Retro graphics are not a problem for me aesthetically, but items can sometimes be harder to find than they should be. I know there are purists who consider a “light up all the usable objects” option cheating, but I don’t, at least not when the objects I need tend to be very small and not distinguished very well from their surroundings. I don’t like to waste time fruitlessly searching all of the locations again or having to call up an online walkthrough just because I somehow managed to overlook, for instance, a tiny brownish-grey item lying on a brownish-grey surface.
The problem was admittedly exacerbated by the fact that I had to play the game in windowed mode because the dialogue options kept getting cut off by my monitor.

The game also insists on a number of redundant steps where one click would have sufficed. Specifically:

  • There are doors in the game you can’t open by clicking on the door; you are forced to interact with the button next to it. Similarly, there are a couple of machines and other devices you can’t activate directly, but where you have to pull a switch, even when there’s only one switch and no other machine parts to interact with.
  • Many times, the protagonist will complain that he can’t perform an action because he’s not close enough; that’s fine for puzzles, but stupid in cases where the character could just walk straight to the object in question.
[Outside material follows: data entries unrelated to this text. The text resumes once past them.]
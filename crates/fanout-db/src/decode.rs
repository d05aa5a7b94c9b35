use crate::{Error, Result};
use chrono::{DateTime, NaiveDate, NaiveDateTime, NaiveTime, Utc};
use fanout_core::{Cell, Row};
use serde_json::Value;
use sqlx::postgres::types::PgInterval;
use sqlx::postgres::PgRow;
use sqlx::types::Decimal;
use sqlx::{Column, Decode, Postgres, Row as _, Type, TypeInfo, ValueRef};

/// Decode every column of a result row into a [`Cell`].
///
/// Scalars map onto the matching cell variant. `NUMERIC` keeps its exact
/// decimal text, arrays render as JSON arrays and `INTERVAL` uses the
/// server's default output style. Types without any mapping are rendered as
/// a `<TYPE>` marker rather than failing the query.
pub fn decode_row(row: &PgRow) -> Result<Row> {
    (0..row.len()).map(|idx| decode_cell(row, idx)).collect()
}

fn decode_cell(row: &PgRow, idx: usize) -> Result<Cell> {
    let column = &row.columns()[idx];

    let raw = row.try_get_raw(idx).map_err(|e| decode_error(column.name(), e))?;
    if raw.is_null() {
        return Ok(Cell::Null);
    }

    let type_name = column.type_info().name().to_string();
    let cell = match type_name.as_str() {
        "BOOL" => Cell::Bool(get::<bool>(row, idx)?),
        "INT2" => Cell::Int(get::<i16>(row, idx)?.into()),
        "INT4" => Cell::Int(get::<i32>(row, idx)?.into()),
        "INT8" => Cell::Int(get::<i64>(row, idx)?),
        "FLOAT4" => Cell::Float(get::<f32>(row, idx)?.into()),
        "FLOAT8" => Cell::Float(get::<f64>(row, idx)?),
        "NUMERIC" => Cell::Text(get::<Decimal>(row, idx)?.to_string()),
        "TEXT" | "VARCHAR" | "BPCHAR" | "NAME" => Cell::Text(get::<String>(row, idx)?),
        "\"CHAR\"" => Cell::Text(char_text(get::<i8>(row, idx)?)),
        "UUID" => Cell::Text(get::<uuid::Uuid>(row, idx)?.to_string()),
        "TIMESTAMPTZ" => Cell::Text(get::<DateTime<Utc>>(row, idx)?.to_rfc3339()),
        "TIMESTAMP" => Cell::Text(get::<NaiveDateTime>(row, idx)?.to_string()),
        "DATE" => Cell::Text(get::<NaiveDate>(row, idx)?.to_string()),
        "TIME" => Cell::Text(get::<NaiveTime>(row, idx)?.to_string()),
        "INTERVAL" => Cell::Text(format_interval(&get::<PgInterval>(row, idx)?)),
        "JSON" | "JSONB" => Cell::Text(get::<Value>(row, idx)?.to_string()),
        "BOOL[]" => array::<bool, _>(row, idx, Value::from)?,
        "INT2[]" => array::<i16, _>(row, idx, Value::from)?,
        "INT4[]" => array::<i32, _>(row, idx, Value::from)?,
        "INT8[]" => array::<i64, _>(row, idx, Value::from)?,
        "FLOAT4[]" => array::<f32, _>(row, idx, Value::from)?,
        "FLOAT8[]" => array::<f64, _>(row, idx, Value::from)?,
        "NUMERIC[]" => array::<Decimal, _>(row, idx, |d| Value::String(d.to_string()))?,
        "TEXT[]" | "VARCHAR[]" | "BPCHAR[]" | "NAME[]" => {
            array::<String, _>(row, idx, Value::String)?
        }
        "UUID[]" => array::<uuid::Uuid, _>(row, idx, |u| Value::String(u.to_string()))?,
        other => {
            tracing::debug!(column = column.name(), "No decoder for type {}", other);
            Cell::Text(format!("<{}>", other))
        }
    };

    Ok(cell)
}

fn get<'r, T>(row: &'r PgRow, idx: usize) -> Result<T>
where
    T: Decode<'r, Postgres> + Type<Postgres>,
{
    row.try_get::<T, _>(idx)
        .map_err(|e| decode_error(row.columns()[idx].name(), e))
}

// One-dimensional arrays become JSON array text; NULL elements stay null.
fn array<'r, T, F>(row: &'r PgRow, idx: usize, render: F) -> Result<Cell>
where
    Vec<Option<T>>: Decode<'r, Postgres> + Type<Postgres>,
    F: Fn(T) -> Value,
{
    let items = get::<Vec<Option<T>>>(row, idx)?;
    Ok(Cell::Text(render_array(items, render)))
}

fn render_array<T>(items: Vec<Option<T>>, render: impl Fn(T) -> Value) -> String {
    Value::Array(
        items
            .into_iter()
            .map(|item| item.map(&render).unwrap_or(Value::Null))
            .collect(),
    )
    .to_string()
}

fn char_text(value: i8) -> String {
    char::from(value as u8).to_string()
}

/// Render an interval the way PostgreSQL's `postgres` output style does,
/// e.g. `1 year 2 mons 3 days 04:05:06.5`.
fn format_interval(interval: &PgInterval) -> String {
    let mut parts = Vec::new();

    let years = interval.months / 12;
    let months = interval.months % 12;
    for (amount, unit) in [(years, "year"), (months, "mon"), (interval.days, "day")] {
        if amount != 0 {
            let plural = if amount == 1 { "" } else { "s" };
            parts.push(format!("{} {}{}", amount, unit, plural));
        }
    }

    if interval.microseconds != 0 || parts.is_empty() {
        let sign = if interval.microseconds < 0 { "-" } else { "" };
        let micros = interval.microseconds.unsigned_abs();
        let secs = micros / 1_000_000;
        let mut time = format!(
            "{}{:02}:{:02}:{:02}",
            sign,
            secs / 3600,
            secs / 60 % 60,
            secs % 60
        );
        let fraction = micros % 1_000_000;
        if fraction != 0 {
            let digits = format!("{:06}", fraction);
            time.push('.');
            time.push_str(digits.trim_end_matches('0'));
        }
        parts.push(time);
    }

    parts.join(" ")
}

fn decode_error(column: &str, err: sqlx::Error) -> Error {
    Error::Decode {
        column: column.to_string(),
        message: err.to_string(),
    }
}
I couldn’t find any consistency in when the protagonist would do that and when he’d be smarter and walk across the room without me having to direct him there manually.
  • On occasion, another character will briefly join the protagonist’s team and help him out with tasks that require two people. It’s a great feature! Except sometimes you need to talk to the character to get him or her to do something, and sometimes you need to use the interact verb on him. Here, too, I could find no consistency.
  • I like that the game lets you move around boxes to get to places you couldn’t reach otherwise, but I don’t like how it’s not the least bit automated even after you’ve completed the puzzle. I do not want to have to “click on the box, tell the protagonist to step on the box, click on a pipe, tell the protagonist to put a foot on the pipe so he’s even closer to the ladder, click on the ladder, and tell the protagonist to climb the ladder” every single time I need to go up a fire escape. The box is already where it needs to be, the protagonist should know how to use it!

I’ve said before that completing the game took me about 10 hours; without the wholly unnecessary minigames, the annoying pixel hunt, and the redundancies you can probably shave two hours off that total.

Despite my long list of misgivings, it’s still a good game. Or rather, it’s an excellent story wrapped up in a good but flawed game. I wish I could say that the whole package was great, but the gameplay peculiarities annoyed me too much for that to be an accurate statement.